We determined whether oxidative damage in collagen is increased in (1) patients with diabetes; (2) patients with diabetic complications; and (3) subjects from the Diabetes Control and Complications Trial (DCCT)/Epidemiology of Diabetes Interventions and Complications (EDIC) study, with comparison of subjects from the former standard vs intensive treatment groups 4 years after DCCT completion.


We quantified the early glycation product fructose-lysine, the two AGEs N (epsilon)-(carboxymethyl)lysine (CML) and pentosidine, and the oxidised amino acid methionine sulphoxide (MetSO) in skin collagen from 96 patients with type 1 diabetes (taken from three groups: DCCT/EDIC patients and clinic patients from South Carolina and Scotland) and from 78 healthy subjects.

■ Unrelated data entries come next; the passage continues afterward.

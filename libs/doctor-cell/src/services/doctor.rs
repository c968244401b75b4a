use anyhow::{Result, anyhow};
use chrono::{NaiveTime, Utc};
use reqwest::Method;
use serde_json::{json, Value};
use tracing::debug;
use uuid::Uuid;

use shared_config::AppConfig;
use shared_database::supabase::SupabaseClient;
use shared_models::pagination::{Pagination, SortOrder};

use crate::models::{Doctor, DoctorListQuery, DoctorProfileRequest, DoctorSortField, UserAccount};

pub struct DoctorService {
    supabase: SupabaseClient,
}

impl DoctorService {
    pub fn new(config: &AppConfig) -> Self {
        Self {
            supabase: SupabaseClient::new(config),
        }
    }

    pub async fn get_user_account(&self, user_id: &str, auth_token: &str) -> Result<Option<UserAccount>> {
        let path = format!("/rest/v1/users?id=eq.{}&limit=1", urlencoding::encode(user_id));
        let result: Vec<UserAccount> = self.supabase.request(
            Method::GET,
            &path,
            Some(auth_token),
            None,
        ).await?;

        Ok(result.into_iter().next())
    }

    pub async fn create_doctor(
        &self,
        account: &UserAccount,
        request: &DoctorProfileRequest,
        auth_token: &str,
    ) -> Result<Doctor> {
        debug!("Creating doctor profile for user: {}", account.username);

        let doctor_data = json!({
            "user_id": account.id,
            "username": account.username,
            "first_name": account.first_name,
            "last_name": account.last_name,
            "clinic_id": request.clinic_id,
            "specialization": request.specialization,
            "available_days": request.available_days,
            "start_time": format_time(request.start_time),
            "end_time": format_time(request.end_time),
            "created_at": Utc::now().to_rfc3339(),
        });

        let result: Vec<Doctor> = self.supabase.request_with_headers(
            Method::POST,
            "/rest/v1/doctors",
            Some(auth_token),
            Some(doctor_data),
            Some(SupabaseClient::return_representation()),
        ).await?;

        let doctor = result.into_iter().next()
            .ok_or_else(|| anyhow!("Failed to create doctor profile"))?;
        debug!("Doctor profile created with ID: {}", doctor.id);

        Ok(doctor)
    }

    pub async fn get_doctor(&self, doctor_id: Uuid, auth_token: &str) -> Result<Option<Doctor>> {
        let path = format!("/rest/v1/doctors?id=eq.{}&limit=1", doctor_id);
        let result: Vec<Doctor> = self.supabase.request(
            Method::GET,
            &path,
            Some(auth_token),
            None,
        ).await?;

        Ok(result.into_iter().next())
    }

    pub async fn find_doctor_by_username(&self, username: &str, auth_token: &str) -> Result<Option<Doctor>> {
        let path = format!("/rest/v1/doctors?username=eq.{}&limit=1", urlencoding::encode(username));
        let result: Vec<Doctor> = self.supabase.request(
            Method::GET,
            &path,
            Some(auth_token),
            None,
        ).await?;

        Ok(result.into_iter().next())
    }

    pub async fn list_doctors(
        &self,
        query: &DoctorListQuery,
        sort: Option<(DoctorSortField, SortOrder)>,
        pagination: Pagination,
        auth_token: &str,
    ) -> Result<Vec<Doctor>> {
        let path = doctor_list_path(query, sort, pagination);
        debug!("Listing doctors: {}", path);

        self.supabase.request(Method::GET, &path, Some(auth_token), None).await
    }

    pub async fn update_doctor(
        &self,
        doctor_id: Uuid,
        request: &DoctorProfileRequest,
        auth_token: &str,
    ) -> Result<Option<Doctor>> {
        debug!("Updating doctor profile: {}", doctor_id);

        let update_data = json!({
            "specialization": request.specialization,
            "available_days": request.available_days,
            "start_time": format_time(request.start_time),
            "end_time": format_time(request.end_time),
            "clinic_id": request.clinic_id,
        });

        let path = format!("/rest/v1/doctors?id=eq.{}", doctor_id);
        let result: Vec<Doctor> = self.supabase.request_with_headers(
            Method::PATCH,
            &path,
            Some(auth_token),
            Some(update_data),
            Some(SupabaseClient::return_representation()),
        ).await?;

        Ok(result.into_iter().next())
    }

    /// Returns `false` when no doctor had that id.
    pub async fn delete_doctor(&self, doctor_id: Uuid, auth_token: &str) -> Result<bool> {
        let path = format!("/rest/v1/doctors?id=eq.{}", doctor_id);
        let deleted: Vec<Value> = self.supabase.request_with_headers(
            Method::DELETE,
            &path,
            Some(auth_token),
            None,
            Some(SupabaseClient::return_representation()),
        ).await?;

        Ok(!deleted.is_empty())
    }
}

fn format_time(time: NaiveTime) -> String {
    time.format("%H:%M:%S").to_string()
}

pub fn doctor_list_path(
    query: &DoctorListQuery,
    sort: Option<(DoctorSortField, SortOrder)>,
    pagination: Pagination,
) -> String {
    let mut parts = vec!["select=*".to_string()];

    if let Some(specialization) = query.specialization.as_deref().filter(|s| !s.is_empty()) {
        parts.push(format!("specialization=eq.{}", urlencoding::encode(specialization)));
    }
    if let Some(start_time) = query.start_time {
        parts.push(format!("start_time=lte.{}", format_time(start_time)));
    }
    if let Some(end_time) = query.end_time {
        parts.push(format!("end_time=gte.{}", format_time(end_time)));
    }
    if let Some((field, order)) = sort {
        parts.push(order.order_clause(field.column()));
    }
    parts.push(pagination.to_query());

    format!("/rest/v1/doctors?{}", parts.join("&"))
}
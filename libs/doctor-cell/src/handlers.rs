use std::sync::Arc;

use axum::{
    extract::{Extension, Multipart, Path, Query, State},
    http::StatusCode,
    Json,
};
use axum_extra::TypedHeader;
use headers::{Authorization, authorization::Bearer};
use serde_json::{json, Value};
use tracing::{debug, info};
use uuid::Uuid;

use shared_config::AppConfig;
use shared_models::auth::User;
use shared_models::error::AppError;
use shared_models::pagination::{Pagination, SortOrder};
use shared_utils::extractor::require_admin;

use crate::models::{
    CreateSlotRequest, DoctorError, DoctorListQuery, DoctorProfileRequest, DoctorSortField,
};
use crate::services::{
    availability::AvailabilityService,
    bulk_upload::{self, BulkUploadError, UploadedFile},
    doctor::DoctorService,
    repository::SupabaseSlotRepository,
};

/// Multipart field carrying the spreadsheet.
pub const UPLOAD_FIELD: &str = "upload_file";

impl From<DoctorError> for AppError {
    fn from(err: DoctorError) -> Self {
        match err {
            DoctorError::NotFound => AppError::NotFound(err.to_string()),
            DoctorError::UserProfileMissing
            | DoctorError::InvalidSortField => AppError::BadRequest(err.to_string()),
            DoctorError::ValidationError(msg) => AppError::ValidationError(msg),
        }
    }
}

#[axum::debug_handler]
pub async fn create_doctor(
    State(state): State<Arc<AppConfig>>,
    TypedHeader(auth): TypedHeader<Authorization<Bearer>>,
    Extension(user): Extension<User>,
    Json(request): Json<DoctorProfileRequest>,
) -> Result<(StatusCode, Json<Value>), AppError> {
    let token = auth.token();
    request.validate()?;

    let doctor_service = DoctorService::new(&state);

    let account = doctor_service.get_user_account(&user.id, token).await
        .map_err(|e| AppError::Database(e.to_string()))?
        .ok_or(DoctorError::UserProfileMissing)?;

    let doctor = doctor_service.create_doctor(&account, &request, token).await
        .map_err(|e| AppError::Database(e.to_string()))?;

    Ok((StatusCode::CREATED, Json(json!({
        "message": "doctor profile is saved successfully",
        "data": doctor
    }))))
}

#[axum::debug_handler]
pub async fn list_doctors(
    State(state): State<Arc<AppConfig>>,
    TypedHeader(auth): TypedHeader<Authorization<Bearer>>,
    Query(query): Query<DoctorListQuery>,
) -> Result<Json<Value>, AppError> {
    let token = auth.token();

    let sort = match query.sortby.as_deref() {
        Some(raw) => {
            let field = DoctorSortField::parse(raw).ok_or(DoctorError::InvalidSortField)?;
            Some((field, SortOrder::from_param(query.sortorder.as_deref())))
        }
        None => None,
    };
    let pagination = Pagination::new(query.page, query.page_size, state.default_page_size);

    let doctors = DoctorService::new(&state)
        .list_doctors(&query, sort, pagination, token).await
        .map_err(|e| AppError::Database(e.to_string()))?;

    Ok(Json(json!({
        "data": doctors,
        "page": pagination.page,
        "page_size": pagination.page_size,
        "count": doctors.len()
    })))
}

#[axum::debug_handler]
pub async fn get_doctor(
    State(state): State<Arc<AppConfig>>,
    Path(doctor_id): Path<Uuid>,
    TypedHeader(auth): TypedHeader<Authorization<Bearer>>,
) -> Result<Json<Value>, AppError> {
    let doctor = DoctorService::new(&state)
        .get_doctor(doctor_id, auth.token()).await
        .map_err(|e| AppError::Database(e.to_string()))?
        .ok_or(DoctorError::NotFound)?;

    Ok(Json(json!({ "data": doctor })))
}

#[axum::debug_handler]
pub async fn update_doctor(
    State(state): State<Arc<AppConfig>>,
    Path(doctor_id): Path<Uuid>,
    TypedHeader(auth): TypedHeader<Authorization<Bearer>>,
    Json(request): Json<DoctorProfileRequest>,
) -> Result<Json<Value>, AppError> {
    request.validate()?;

    let doctor = DoctorService::new(&state)
        .update_doctor(doctor_id, &request, auth.token()).await
        .map_err(|e| AppError::Database(e.to_string()))?
        .ok_or(DoctorError::NotFound)?;

    Ok(Json(json!({
        "message": "doctor profile is updated successfully",
        "data": doctor
    })))
}

#[axum::debug_handler]
pub async fn delete_doctor(
    State(state): State<Arc<AppConfig>>,
    Path(doctor_id): Path<Uuid>,
    TypedHeader(auth): TypedHeader<Authorization<Bearer>>,
    Extension(user): Extension<User>,
) -> Result<Json<Value>, AppError> {
    require_admin(&user, "delete doctor profiles")?;

    let deleted = DoctorService::new(&state)
        .delete_doctor(doctor_id, auth.token()).await
        .map_err(|e| AppError::Database(e.to_string()))?;
    if !deleted {
        return Err(DoctorError::NotFound.into());
    }

    info!("Doctor {} deleted by {}", doctor_id, user.id);
    Ok(Json(json!({ "message": "doctor's record deleted successfully" })))
}

#[axum::debug_handler]
pub async fn create_slot(
    State(state): State<Arc<AppConfig>>,
    Path(doctor_id): Path<Uuid>,
    TypedHeader(auth): TypedHeader<Authorization<Bearer>>,
    Extension(user): Extension<User>,
    Json(request): Json<CreateSlotRequest>,
) -> Result<(StatusCode, Json<Value>), AppError> {
    let token = auth.token();
    require_admin(&user, "create availability slots")?;

    if request.end_time <= request.start_time {
        return Err(AppError::BadRequest("end_time must be after start_time".to_string()));
    }

    DoctorService::new(&state)
        .get_doctor(doctor_id, token).await
        .map_err(|e| AppError::Database(e.to_string()))?
        .ok_or(DoctorError::NotFound)?;

    let slot = AvailabilityService::new(&state)
        .create_slot(doctor_id, &request, token).await
        .map_err(|e| AppError::Database(e.to_string()))?;

    Ok((StatusCode::CREATED, Json(json!({
        "message": "Time slot for doctor availability is created successfully",
        "data": slot
    }))))
}

#[axum::debug_handler]
pub async fn bulk_upload_slots(
    State(state): State<Arc<AppConfig>>,
    TypedHeader(auth): TypedHeader<Authorization<Bearer>>,
    Extension(user): Extension<User>,
    mut multipart: Multipart,
) -> Result<(StatusCode, Json<Value>), BulkUploadError> {
    require_admin(&user, "upload doctor availability")?;

    let file = read_upload_field(&mut multipart).await?;
    debug!("Bulk upload of {} ({} bytes) by {}", file.file_name, file.size(), user.id);

    let repository = SupabaseSlotRepository::new(&state, auth.token());
    let created = bulk_upload::process_upload(&file, state.max_upload_bytes, &repository, &repository).await?;

    Ok((StatusCode::CREATED, Json(json!({
        "message": "Data for doctor availability is uploaded successfully",
        "created": created
    }))))
}

async fn read_upload_field(multipart: &mut Multipart) -> Result<UploadedFile, BulkUploadError> {
    while let Some(field) = multipart.next_field().await
        .map_err(|e| BulkUploadError::InputRejected(e.body_text()))?
    {
        if field.name() != Some(UPLOAD_FIELD) {
            continue;
        }

        let file_name = field.file_name().unwrap_or_default().to_string();
        let bytes = field.bytes().await
            .map_err(|e| BulkUploadError::InputRejected(e.body_text()))?;
        return Ok(UploadedFile::new(file_name, bytes.to_vec()));
    }

    Err(BulkUploadError::InputRejected(format!("{} is required", UPLOAD_FIELD)))
}
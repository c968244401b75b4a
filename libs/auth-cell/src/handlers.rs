use std::sync::Arc;

use axum::{
    extract::{State, Json},
    http::{HeaderMap, StatusCode},
};
use serde_json::{json, Value};
use tracing::{debug, info};

use shared_config::AppConfig;
use shared_models::auth::TokenResponse;
use shared_models::error::AppError;
use shared_utils::jwt;

use crate::models::RegisterRequest;
use crate::registration::RegistrationService;

fn extract_bearer_token(headers: &HeaderMap) -> Result<&str, AppError> {
    headers
        .get("Authorization")
        .ok_or_else(|| AppError::Auth("Missing authorization header".to_string()))?
        .to_str()
        .map_err(|_| AppError::Auth("Invalid authorization header format".to_string()))?
        .strip_prefix("Bearer ")
        .ok_or_else(|| AppError::Auth("Invalid authorization header format".to_string()))
}

#[axum::debug_handler]
pub async fn register_user(
    State(config): State<Arc<AppConfig>>,
    Json(request): Json<RegisterRequest>,
) -> Result<(StatusCode, Json<Value>), AppError> {
    if let Some(field) = request.invalid_field() {
        debug!("Registration rejected, invalid field: {}", field);
        return Err(AppError::BadRequest("validation failed on request body".to_string()));
    }

    let service = RegistrationService::new(&config);

    let exists = service.user_exists(request.username.trim(), request.email.trim())
        .await
        .map_err(|e| AppError::Database(e.to_string()))?;
    if exists {
        return Err(AppError::BadRequest("Another user exists with same username/email".to_string()));
    }

    let account = service.register(&request)
        .await
        .map_err(|e| AppError::ExternalService(e.to_string()))?;

    info!("Registered user {}", account.username);
    Ok((StatusCode::CREATED, Json(json!({
        "message": "Congratulations! You have registered successfully",
        "data": account
    }))))
}

pub async fn validate_token(
    State(config): State<Arc<AppConfig>>,
    headers: HeaderMap,
) -> Result<Json<TokenResponse>, AppError> {
    debug!("Validating token");

    let token = extract_bearer_token(&headers)?;
    let user = jwt::validate_token(token, &config.supabase_jwt_secret)
        .map_err(AppError::Auth)?;

    Ok(Json(TokenResponse {
        valid: true,
        user_id: user.id,
        username: user.username,
        email: user.email,
        role: user.role,
    }))
}

pub async fn verify_token(
    State(config): State<Arc<AppConfig>>,
    headers: HeaderMap,
) -> Result<Json<Value>, AppError> {
    let token = extract_bearer_token(&headers)?;
    let valid = jwt::validate_token(token, &config.supabase_jwt_secret).is_ok();

    Ok(Json(json!({ "valid": valid })))
}
use base64::{engine::general_purpose::URL_SAFE_NO_PAD, Engine};
use chrono::{TimeZone, Utc};
use hmac::{Hmac, Mac};
use sha2::Sha256;
use tracing::debug;

use shared_models::auth::{JwtClaims, User};

type HmacSha256 = Hmac<Sha256>;

/// Verifies an HS256 token and turns its claims into a [`User`].
pub fn validate_token(token: &str, jwt_secret: &str) -> Result<User, String> {
    if jwt_secret.is_empty() {
        return Err("JWT secret is not set".to_string());
    }

    let parts: Vec<&str> = token.split('.').collect();
    let &[header_b64, claims_b64, signature_b64] = parts.as_slice() else {
        return Err("Invalid token format".to_string());
    };

    let signature = URL_SAFE_NO_PAD.decode(signature_b64).map_err(|e| {
        debug!("Failed to decode signature: {}", e);
        "Invalid signature encoding".to_string()
    })?;

    let mut mac = HmacSha256::new_from_slice(jwt_secret.as_bytes())
        .map_err(|_| "Failed to create HMAC".to_string())?;
    mac.update(format!("{}.{}", header_b64, claims_b64).as_bytes());

    if mac.verify_slice(&signature).is_err() {
        debug!("Token signature verification failed");
        return Err("Invalid token signature".to_string());
    }

    let claims_json = URL_SAFE_NO_PAD
        .decode(claims_b64)
        .ok()
        .and_then(|bytes| String::from_utf8(bytes).ok())
        .ok_or_else(|| "Invalid claims encoding".to_string())?;

    let claims: JwtClaims = serde_json::from_str(&claims_json).map_err(|e| {
        debug!("Failed to parse claims: {}", e);
        "Invalid claims format".to_string()
    })?;

    if let Some(exp) = claims.exp {
        let now = Utc::now().timestamp() as u64;
        if exp < now {
            debug!("Token expired at {} (now: {})", exp, now);
            return Err("Token expired".to_string());
        }
    }

    let created_at = claims
        .iat
        .and_then(|timestamp| Utc.timestamp_opt(timestamp as i64, 0).single());

    let username = claims
        .user_metadata
        .as_ref()
        .and_then(|meta| meta.get("username"))
        .and_then(|value| value.as_str())
        .map(str::to_string);

    // Application roles live in app_metadata; the top-level claim is the database role.
    let role = claims
        .app_metadata
        .as_ref()
        .and_then(|meta| meta.get("role"))
        .and_then(|value| value.as_str())
        .map(str::to_string)
        .or(claims.role);

    let user = User {
        id: claims.sub,
        username,
        email: claims.email,
        role,
        metadata: claims.user_metadata,
        created_at,
    };

    debug!("Token validated successfully for user: {}", user.id);
    Ok(user)
}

Fructose-lysine was increased in diabetic patients (p<0.0001), both with or without complications (p<0.0001). Controlling for HbA(1c), rates of accumulation of AGEs were higher in diabetic patients than control subjects, regardless of whether the former had complications (CML and pentosidine given as log(e)[pentosidine]) or not (CML only) (all p<0.0001). MetSO (log(e)[MetSO]) also accumulated more rapidly in diabetic patients with complications than in controls (p<0.0001), but rates were similar in patients without complications and controls. For all three products, rates of accumulation with age were significantly higher in diabetic patients with complications than in those without (all p<0.0001). At 4 years after the end of the DCCT, no differences were found between the previous DCCT management groups for fructose-lysine, AGEs or MetSO.


The findings suggest that in type 1 diabetic patients enhanced oxidative damage to collagen is associated with the presence of vascular complications.